I borrowed this from VE although I made a few changes. To me this Black Ribbon means death. I have just suffered through my dad's passing. Only to learn that my big bro may be next. He is very sick.
So while I am still adjusting to my dad no longer being with us, Im preparing myself just in case.
It seems really strange that I now can no longer call either of my parents. But in exchange for picking up the phone dialing and talking to them I just open my mouth and talk, just praying they are listening to me.
We all have questions why of course. We all know he was old as he had just turned 91. But he was a tough old bird and never let anything get to him. This man is one who would eat garlic (the whole clove) and rub vicks on his head in hopes of regrowing his hair, and keeping busy even though it was getting harder to walk. He has a brother in South Dakota who is 101. I was positive that dad would live that long as well. He would never let this brother out do him in anything.
That is one reason its so hard to believe he gave up.
But I console myself knowing that he is finally with mom. And maybe just maybe he finally got to meet his dad who died when my dad was only a year old.
R.I.P. Dad
I love you and will miss you very much.
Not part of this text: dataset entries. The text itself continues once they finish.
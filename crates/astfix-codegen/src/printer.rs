//! Serializes concrete syntax to source text.

use std::fmt::Write;

use crate::concrete::{
    ConcreteNode, Expression, SourceFile, Statement, StringLiteral, VariableDeclaration,
    VariableDeclarationList,
};

/// Line terminator written after each statement of a file.
#[derive(Debug, Clone, Copy, Default, PartialEq, Eq)]
pub enum NewLine {
    /// `\n`
    #[default]
    LineFeed,
    /// `\r\n`
    CarriageReturnLineFeed,
}

impl NewLine {
    fn as_str(self) -> &'static str {
        match self {
            Self::LineFeed => "\n",
            Self::CarriageReturnLineFeed => "\r\n",
        }
    }
}

/// Prints concrete nodes as TypeScript.
#[derive(Debug, Clone, Copy, Default)]
pub struct Printer {
    new_line: NewLine,
}

impl Printer {
    /// Creates a printer using `\n` line endings.
    #[must_use]
    pub fn new() -> Self {
        Self::default()
    }

    /// Sets the line terminator.
    #[must_use]
    pub fn with_new_line(mut self, new_line: NewLine) -> Self {
        self.new_line = new_line;
        self
    }

    /// Prints a whole file, one terminated line per statement.
    #[must_use]
    pub fn print_file(&self, file: &SourceFile) -> String {
        let mut out = String::new();
        for statement in &file.statements {
            self.write_statement(&mut out, statement);
            out.push_str(self.new_line.as_str());
        }
        out
    }

    /// Prints a standalone node without a trailing line break.
    #[must_use]
    pub fn print_node(&self, node: &ConcreteNode) -> String {
        let mut out = String::new();
        match node {
            ConcreteNode::SourceFile(file) => return self.print_file(file),
            ConcreteNode::Statement(statement) => self.write_statement(&mut out, statement),
            ConcreteNode::Declaration(declaration) => {
                self.write_declaration(&mut out, declaration);
            }
            ConcreteNode::Type(ty) => out.push_str(ty.as_str()),
            ConcreteNode::Expression(expression) => self.write_expression(&mut out, expression),
        }
        out
    }

    fn write_statement(&self, out: &mut String, statement: &Statement) {
        match statement {
            Statement::Variable(list) => self.write_declaration_list(out, list),
            Statement::Expression(expression) => self.write_expression(out, expression),
        }
        out.push(';');
    }

    fn write_declaration_list(&self, out: &mut String, list: &VariableDeclarationList) {
        out.push_str(list.flags.keyword());
        out.push(' ');
        for (i, declaration) in list.declarations.iter().enumerate() {
            if i > 0 {
                out.push_str(", ");
            }
            self.write_declaration(out, declaration);
        }
    }

    fn write_declaration(&self, out: &mut String, declaration: &VariableDeclaration) {
        out.push_str(declaration.name.as_str());
        if let Some(ty) = declaration.ty {
            let _ = write!(out, ": {}", ty.as_str());
        }
        if let Some(initializer) = &declaration.initializer {
            out.push_str(" = ");
            self.write_expression(out, initializer);
        }
    }

    fn write_expression(&self, out: &mut String, expression: &Expression) {
        match expression {
            Expression::Identifier(identifier) => out.push_str(identifier.as_str()),
            Expression::StringLiteral(literal) => write_string_literal(out, literal),
            Expression::Assignment { left, right } => {
                self.write_expression(out, left);
                out.push_str(" = ");
                self.write_expression(out, right);
            }
            Expression::Call { callee, argument } => {
                self.write_expression(out, callee);
                out.push('(');
                if let Some(argument) = argument {
                    self.write_expression(out, argument);
                }
                out.push(')');
            }
            Expression::PropertyAccess { object, name } => {
                self.write_expression(out, object);
                out.push('.');
                out.push_str(name.as_str());
            }
        }
    }
}

/// Writes `literal` quoted and escaped for its quote style.
fn write_string_literal(out: &mut String, literal: &StringLiteral) {
    let quote = if literal.single_quote { '\'' } else { '"' };
    out.push(quote);
    let mut chars = literal.value.chars().peekable();
    while let Some(c) = chars.next() {
        match c {
            '\\' => out.push_str("\\\\"),
            '\n' => out.push_str("\\n"),
            '\r' => out.push_str("\\r"),
            '\t' => out.push_str("\\t"),
            '\u{8}' => out.push_str("\\b"),
            '\u{c}' => out.push_str("\\f"),
            '\u{b}' => out.push_str("\\v"),
            '\0' if chars.peek().is_some_and(char::is_ascii_digit) => out.push_str("\\x00"),
            '\0' => out.push_str("\\0"),
            '\u{2028}' => out.push_str("\\u2028"),
            '\u{2029}' => out.push_str("\\u2029"),
            c if c == quote => {
                out.push('\\');
                out.push(c);
            }
            c if c.is_control() => {
                let _ = write!(out, "\\u{:04X}", u32::from(c));
            }
            c => out.push(c),
        }
    }
    out.push(quote);
}
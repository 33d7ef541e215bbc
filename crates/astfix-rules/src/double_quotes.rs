//! Rule rewriting double-quoted string literals to single quotes.
//!
//! `"it's"` becomes `'it\'s'`. Literals that are already single-quoted, or
//! whose delimiters do not match, are left untouched.

use astfix_core::{kind, AstNode, FixRule};

/// Rule code for double-quotes.
pub const CODE: &str = "TS102";

/// Rule name for double-quotes.
pub const NAME: &str = "double-quotes";

/// Rewrites `"..."` string literals as `'...'`.
#[derive(Debug, Clone, Default)]
pub struct DoubleQuotes;

impl DoubleQuotes {
    /// Creates the rule.
    #[must_use]
    pub fn new() -> Self {
        Self
    }
}

impl FixRule for DoubleQuotes {
    fn name(&self) -> &'static str {
        NAME
    }

    fn code(&self) -> &'static str {
        CODE
    }

    fn description(&self) -> &'static str {
        "Rewrites double-quoted string literals to single quotes"
    }

    fn message(&self) -> &'static str {
        "Converted double quotes to single quotes"
    }

    fn fix(&self, node: &AstNode, _root: &AstNode) -> Option<String> {
        if !node.is(kind::STRING_LITERAL) {
            return None;
        }
        let text = node.text();
        let inner = text.trim().strip_prefix('"')?.strip_suffix('"')?;
        Some(format!("'{}'", escape_single_quotes(inner)))
    }
}

/// Escapes bare `'` characters, leaving existing escape sequences intact.
fn escape_single_quotes(body: &str) -> String {
    let mut out = String::with_capacity(body.len());
    let mut chars = body.chars();
    while let Some(c) = chars.next() {
        match c {
            '\\' => {
                out.push(c);
                if let Some(escaped) = chars.next() {
                    out.push(escaped);
                }
            }
            '\'' => out.push_str("\\'"),
            _ => out.push(c),
        }
    }
    out
}
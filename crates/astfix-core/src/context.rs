//! Context types for rule execution.

use std::path::{Path, PathBuf};

use crate::node::Span;
use crate::types::Location;

/// Context about the file a tree was parsed from.
///
/// Lets the checker turn node spans into line/column locations.
#[derive(Debug, Clone)]
pub struct FileContext<'a> {
    /// Path to the file as given by the caller.
    pub path: &'a Path,
    /// File contents as a string.
    pub content: &'a str,
    /// Path relative to the analyzed root.
    pub relative_path: PathBuf,
}

impl<'a> FileContext<'a> {
    /// Creates a new file context.
    #[must_use]
    pub fn new(path: &'a Path, content: &'a str, root: &Path) -> Self {
        let relative_path = path
            .strip_prefix(root)
            .map_or_else(|_| path.to_path_buf(), Path::to_path_buf);

        Self {
            path,
            content,
            relative_path,
        }
    }

    /// Computes the 1-indexed `(line, column)` of a byte offset.
    ///
    /// Columns count characters, not bytes. Offsets past the end clamp to
    /// the end of the content.
    #[must_use]
    pub fn line_col(&self, offset: usize) -> (usize, usize) {
        let mut offset = offset.min(self.content.len());
        while !self.content.is_char_boundary(offset) {
            offset -= 1;
        }
        let before = &self.content[..offset];
        let line = before.matches('\n').count() + 1;
        let line_start = before.rfind('\n').map_or(0, |i| i + 1);
        let column = before[line_start..].chars().count() + 1;
        (line, column)
    }

    /// Builds a [`Location`] for a node span.
    #[must_use]
    pub fn location(&self, span: Span) -> Location {
        let (line, column) = self.line_col(span.start);
        Location::new(self.relative_path.clone(), line, column).with_span(span.start, span.len())
    }
}
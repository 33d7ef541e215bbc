//! AST command implementation.

use anyhow::{Context, Result};
use astfix_core::{node_line, AstNode};
use astfix_ts::TypeScriptParser;
use std::path::Path;

/// Characters of node text shown per outline line.
const OUTLINE_TEXT_LIMIT: usize = 20;

/// Runs the ast command.
pub fn run(file: &Path, json: bool) -> Result<()> {
    let source = std::fs::read_to_string(file)
        .with_context(|| format!("Failed to read {}", file.display()))?;
    let root = TypeScriptParser::for_path(file)
        .parse(&source, file)
        .with_context(|| format!("Failed to parse {}", file.display()))?;

    if json {
        println!("{}", serde_json::to_string_pretty(&root)?);
    } else {
        for line in outline(&root) {
            println!("{line}");
        }
    }
    Ok(())
}

/// One indented line per node, parents before children.
pub fn outline(root: &AstNode) -> Vec<String> {
    fn visit(node: &AstNode, depth: usize, lines: &mut Vec<String>) {
        lines.push(node_line(node, depth, Some(OUTLINE_TEXT_LIMIT)));
        for child in node.children() {
            visit(child, depth + 1, lines);
        }
    }

    let mut lines = Vec::with_capacity(root.node_count());
    visit(root, 0, &mut lines);
    lines
}
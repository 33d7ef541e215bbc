//! Rule requiring derived-class constructors to call `super(...)`.
//!
//! # Detected Patterns
//!
//! A class with an `extends` clause whose constructor body does not start
//! with a `super(...)` call:
//!
//! ```ts
//! class Dog extends Animal {
//!     constructor(name: string) {
//!         this.name = name;
//!     }
//! }
//! ```
//!
//! # Structural early exit
//!
//! If the class has no constructor, the constructor has no body, or the
//! body has no expression statement, the rule returns [`Verdict::Halt`] and
//! the checker stops at that class without visiting its members.

use astfix_core::{kind, AstNode, LintRule, Verdict};

/// Rule code for call-super-in-constructor.
pub const CODE: &str = "TS001";

/// Rule name for call-super-in-constructor.
pub const NAME: &str = "call-super-in-constructor";

const MESSAGE: &str = "Constructor should call super() but does not";

/// Requires a `super(...)` call in constructors of derived classes.
#[derive(Debug, Clone, Default)]
pub struct CallSuperInConstructor;

impl CallSuperInConstructor {
    /// Creates the rule.
    #[must_use]
    pub fn new() -> Self {
        Self
    }
}

impl LintRule for CallSuperInConstructor {
    fn name(&self) -> &'static str {
        NAME
    }

    fn code(&self) -> &'static str {
        CODE
    }

    fn description(&self) -> &'static str {
        "Requires constructors of derived classes to call super()"
    }

    fn suggestion(&self) -> Option<&'static str> {
        Some("Call super(...) as the first statement of the constructor")
    }

    fn check(&self, node: &AstNode) -> Verdict {
        if !node.is(kind::CLASS_DECLARATION) || !node.has_child(kind::HERITAGE_CLAUSE) {
            return Verdict::Clean;
        }

        let Some(statement) = node
            .child(kind::CONSTRUCTOR)
            .and_then(|ctor| ctor.child(kind::BLOCK))
            .and_then(|body| body.child(kind::EXPRESSION_STATEMENT))
        else {
            return Verdict::Halt;
        };

        match statement.child(kind::CALL_EXPRESSION) {
            Some(call) if call.text().contains("super") => Verdict::Clean,
            _ => Verdict::Violated(MESSAGE.to_string()),
        }
    }
}

#[cfg(test)]
mod tests {
    use super::*;

    fn class(members: Vec<AstNode>, heritage: bool) -> AstNode {
        let mut children = vec![AstNode::new(kind::IDENTIFIER, "Dog")];
        if heritage {
            children.push(AstNode::new(kind::HERITAGE_CLAUSE, "extends Animal"));
        }
        children.extend(members);
        AstNode::new(kind::CLASS_DECLARATION, "class Dog").with_children(children)
    }

    fn constructor(first_statement: AstNode) -> AstNode {
        let body = AstNode::new(kind::BLOCK, "{}").with_child(first_statement);
        AstNode::new(kind::CONSTRUCTOR, "constructor() {}").with_child(body)
    }

    fn call_statement(text: &str) -> AstNode {
        AstNode::new(kind::EXPRESSION_STATEMENT, format!("{text};"))
            .with_child(AstNode::new(kind::CALL_EXPRESSION, text))
    }

    #[test]
    fn super_call_is_clean() {
        let node = class(vec![constructor(call_statement("super(name)"))], true);
        assert_eq!(CallSuperInConstructor.check(&node), Verdict::Clean);
    }

    #[test]
    fn other_call_is_violation() {
        let node = class(vec![constructor(call_statement("init(name)"))], true);
        assert_eq!(
            CallSuperInConstructor.check(&node),
            Verdict::Violated(MESSAGE.into())
        );
    }

    #[test]
    fn statement_without_call_is_violation() {
        let assignment = AstNode::new(kind::EXPRESSION_STATEMENT, "this.a = 1;")
            .with_child(AstNode::new(kind::BINARY_EXPRESSION, "this.a = 1"));
        let node = class(vec![constructor(assignment)], true);
        assert!(matches!(
            CallSuperInConstructor.check(&node),
            Verdict::Violated(_)
        ));
    }

    #[test]
    fn base_class_is_not_checked() {
        let node = class(vec![constructor(call_statement("init()"))], false);
        assert_eq!(CallSuperInConstructor.check(&node), Verdict::Clean);
    }

    #[test]
    fn missing_constructor_halts() {
        let node = class(vec![], true);
        assert_eq!(CallSuperInConstructor.check(&node), Verdict::Halt);
    }

    #[test]
    fn empty_body_halts() {
        let ctor = AstNode::new(kind::CONSTRUCTOR, "constructor() {}")
            .with_child(AstNode::new(kind::BLOCK, "{}"));
        let node = class(vec![ctor], true);
        assert_eq!(CallSuperInConstructor.check(&node), Verdict::Halt);
    }

    #[test]
    fn other_kinds_are_clean() {
        assert_eq!(
            CallSuperInConstructor.check(&AstNode::new(kind::IDENTIFIER, "x")),
            Verdict::Clean
        );
    }
}
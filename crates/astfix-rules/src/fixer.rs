//! In-place rewrite traversal.

use astfix_core::{node_line, AstNode, Config, FixRuleBox, LogSink};

use crate::presets::fix_rules;

/// Walks a tree in pre-order, rewriting node text with every enabled
/// [`FixRule`](astfix_core::FixRule).
///
/// Rules run on a node before its children are visited, in registry
/// order. Only `text` changes; kinds and structure are left alone.
pub struct Fixer<'a> {
    config: &'a Config,
    rules: Vec<FixRuleBox>,
    sink: &'a mut dyn LogSink,
    applied: usize,
}

impl<'a> Fixer<'a> {
    /// Creates a fixer running the built-in rules.
    #[must_use]
    pub fn new(config: &'a Config, sink: &'a mut dyn LogSink) -> Self {
        Self::with_rules(config, sink, fix_rules())
    }

    /// Creates a fixer running `rules`.
    #[must_use]
    pub fn with_rules(
        config: &'a Config,
        sink: &'a mut dyn LogSink,
        rules: Vec<FixRuleBox>,
    ) -> Self {
        Self {
            config,
            rules,
            sink,
            applied: 0,
        }
    }

    /// Fixes `node` and its descendants in place and returns `node`.
    ///
    /// `root` must be the root of the tree `node` belongs to.
    pub fn fix<'n>(&mut self, node: &'n AstNode, depth: usize, root: &AstNode) -> &'n AstNode {
        if self.config.verbosity.is_debug() {
            self.sink.debug(&node_line(node, depth, None));
        }

        for rule in &self.rules {
            if !self.config.is_rule_enabled(rule.name()) {
                continue;
            }
            if let Some(text) = rule.fix(node, root) {
                node.set_text(text);
                self.applied += 1;
                self.sink
                    .info(&format!("[{}] {}", rule.name(), rule.message()));
            }
        }

        for child in node.children() {
            self.fix(child, depth + 1, root);
        }
        node
    }

    /// Number of rewrites applied so far.
    #[must_use]
    pub fn applied(&self) -> usize {
        self.applied
    }
}

/// Fixes `node` and its descendants with the built-in rules.
///
/// Call with `node` and `root` both set to the tree root to fix a whole file.
pub fn fix<'n>(
    node: &'n AstNode,
    depth: usize,
    config: &Config,
    root: &AstNode,
    sink: &mut dyn LogSink,
) -> &'n AstNode {
    Fixer::new(config, sink).fix(node, depth, root)
}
I hope you and mom are now up there watching over the rest of us till we get there as well.

Monday, April 05, 2010

Sad Day

Last night every 2 hrs I was up giving my dad his meds. @ 9:30 am when Mr. Gab got home from a doctors appointment, I asked him to keep an eye on my dad so I could grab a nap. I had been asleep about 10 mins when Mr Gab woke me to tell me my dad had passed. So dear blogger friends I will not be posting for a few days.

Sunday, April 04, 2010

short but not necessarily sweet

First the good note: HAPPY EASTER


Now the not so good note:
This one is short its one I don't necessarily want to write either.
My dad is dying. Here in my home.
my dad is 91 so he has had a good long life.
yet I don't want him to go.
I love my dad despite all the things "bad" that hes done to me.
He has made me strong. He has made me a fighter. He has given me a soft heart. And he has in his own way given me love.
Dad showed me how to be a carpenter I can go out and hit the nail on the head and not my fingers although I have done that time to time
dad tried to show me how to work on cars so I could fix my own......I can change a tire, check the oil and add if needed but thats about it now since most cars now a days have computer chips in them.
Dad showed me what the value of old things could be if kept nice Dont throw nothing away.
Dad taught me to drive and eat a piece of fried chicken with out ending up in a ditch or hitting someone else. (i'll tell you that story later)
dad is dad! everyone has one somewhere. Either in their lives or not they do have a dad. And its a possiblity their dad has passed too.
In my head I know its time. But in heart I want my daddy to stay a while longer.